Was Ihre Gemeinde angesichts der anstehenden Kirchenrenovierung durchlebte, war wohl in seiner Heftigkeit einmalig. Aber kaum eine Kirchenrenovierung erfolgt, ohne dass Menschen intensiv miteinander diskutieren über das rechte Maß einer Renovierung. Wie erklärt sich dieses leidenschaftliche Interesse an einer Kirche, das angesichts anstehender Umbau- oder Renovierungsmaßnehmen aufbricht? Ich habe dafür vor allem eine Erklärung, die ich mit Hilfe eines Psalmwortes verdeutlichen will: „Herr, ich habe lieb die Stätte deines Hauses und den Ort, da deine Ehre wohnt“. Aus anderen Beziehungen wissen wir, dass Auseinandersetzungen umso leidenschaftlicher geführt werden, je mehr sich Menschen in Liebe verbunden wissen.

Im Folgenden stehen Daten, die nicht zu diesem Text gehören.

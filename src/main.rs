use std::path::PathBuf;
use std::time::Instant;

use anyhow::{Context, Result, bail};
use clap::{Parser, Subcommand};
use log::info;
use serde::Serialize;

use folio::config;
use folio::engine::DisplayTarget;
use folio::engine::scripted::ScriptedEngine;
use folio::i18n::Localizer;
use folio::session::{Phase, ReadingSession, accepts_file};

const VERSION: &str = concat!(env!("CARGO_PKG_VERSION"), " (", env!("FOLIO_BUILD_GIT_HASH"), ")");

/// EPUB reader for the terminal.
///
/// Books are opened by the built-in scripted engine, which reads TOML book
/// manifests (title plus chapters with label, href and length) saved with an
/// `.epub` extension. Zipped EPUB archives are rejected as malformed.
#[derive(Parser)]
#[command(name = "folio", version = VERSION)]
struct Cli {
    #[command(subcommand)]
    command: Option<Command>,

    /// Book to open (for view mode; omit to start at the upload prompt)
    book: Option<PathBuf>,

    /// UI language (e.g. `de`, `zh-TW`); defaults to $LANG when supported
    #[arg(long, global = true)]
    locale: Option<String>,

    /// Reader theme: light, dark or sepia
    #[arg(long, global = true)]
    theme: Option<String>,

    /// Log output file path (enables logging when specified)
    #[arg(long, global = true)]
    log: Option<PathBuf>,
}

#[derive(Subcommand)]
enum Command {
    /// Load a book without the viewer and print its title, contents and page count
    Inspect {
        /// Book file
        book: PathBuf,

        /// Print JSON instead of text
        #[arg(long)]
        json: bool,
    },
}

fn main() {
    let cli = Cli::parse();

    if let Some(log_path) = &cli.log {
        let file = match std::fs::File::create(log_path) {
            Ok(f) => f,
            Err(e) => {
                eprintln!("Error: failed to open log file {}: {e}", log_path.display());
                std::process::exit(1);
            }
        };
        env_logger::Builder::from_default_env()
            .target(env_logger::Target::Pipe(Box::new(file)))
            .init();
    } else if cli.command.is_some() {
        env_logger::init();
    }
    // viewer mode + no --log → logger not initialized (no log output)

    // Load config file and merge CLI overrides
    let mut cfg = match config::load_config() {
        Ok(c) => c,
        Err(e) => {
            eprintln!("Error: {e:#}");
            std::process::exit(1);
        }
    };

    let locale = cli.locale.or_else(|| {
        // Only consult $LANG when neither CLI nor config picked a locale.
        cfg.locale
            .is_none()
            .then(|| std::env::var("LANG").ok())
            .flatten()
            .map(|lang| folio::i18n::negotiate(&lang.replace('_', "-")).to_string())
    });
    cfg.merge_cli(locale, cli.theme);

    let result = cfg.resolve().and_then(|config| match cli.command {
        Some(Command::Inspect { book, json }) => cmd_inspect(book, &config, json),
        None => folio::viewer::run(config, cli.book),
    });

    if let Err(e) = result {
        eprintln!("Error: {e:#}");
        std::process::exit(1);
    }
}

#[derive(Serialize)]
struct BookSummary {
    title: Option<String>,
    pages: usize,
    contents: Vec<ContentsEntry>,
}

#[derive(Serialize)]
struct ContentsEntry {
    label: String,
    href: String,
}

fn cmd_inspect(book: PathBuf, config: &config::Config, json: bool) -> Result<()> {
    let start = Instant::now();
    if !accepts_file(&book) {
        bail!("{} is not an .epub file", book.display());
    }
    let theme = folio::theme::get(&config.theme)
        .ok_or_else(|| anyhow::anyhow!("unknown theme '{}'", config.theme))?;
    let mut i18n = Localizer::new(config.locales_dir.clone());
    i18n.set_locale(&config.locale);

    let mut session = ReadingSession::new(
        ScriptedEngine::new(),
        DisplayTarget::new("inspect"),
        config.reader.clone(),
        theme,
    );
    session
        .load_path(&book)
        .with_context(|| format!("failed to open {}", book.display()))?;
    session.pump();

    if session.phase() == Phase::Idle {
        let detail = session
            .take_notices()
            .pop()
            .map(|n| format!("{}: {}", i18n.t(n.title_key), i18n.t(n.description_key)))
            .unwrap_or_else(|| "book did not finish loading".into());
        bail!(
            "{}: {detail}\n{}",
            book.display(),
            i18n.t("app.engine_note")
        );
    }

    let summary = BookSummary {
        title: session.title().map(str::to_string),
        pages: session.total_pages(),
        contents: session
            .toc()
            .iter()
            .map(|e| ContentsEntry {
                label: e.label.clone(),
                href: e.href.clone(),
            })
            .collect(),
    };
    session.close_book();
    info!(
        "cmd_inspect: loaded in {:.1}ms",
        start.elapsed().as_secs_f64() * 1000.0
    );

    if json {
        println!("{}", serde_json::to_string_pretty(&summary)?);
        return Ok(());
    }
    let untitled = i18n.t("reader.loading");
    println!("{}", summary.title.as_deref().unwrap_or(&untitled));
    println!(
        "{}",
        i18n.t_with(
            "reader.page_of",
            &[("current", &1), ("total", &summary.pages)]
        )
    );
    println!("{}:", i18n.t("menu.contents"));
    for (i, entry) in summary.contents.iter().enumerate() {
        println!("{:>4}. {} ({})", i + 1, entry.label, entry.href);
    }
    Ok(())
}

Genau so verhält es sich bei Auseinandersetzungen um die Gestaltung eines Kirchenraumes: Menschen lieben diesen Kirchenraum.

Er ist ihnen in langen Jahren ihres Lebens zu einem Ort geworden, den sie mit ihren Tränen und mit ihrem Dank gefüllt haben.
Hier haben sie in Zeiten innerer Unruhe einen Ort der Stille gefunden.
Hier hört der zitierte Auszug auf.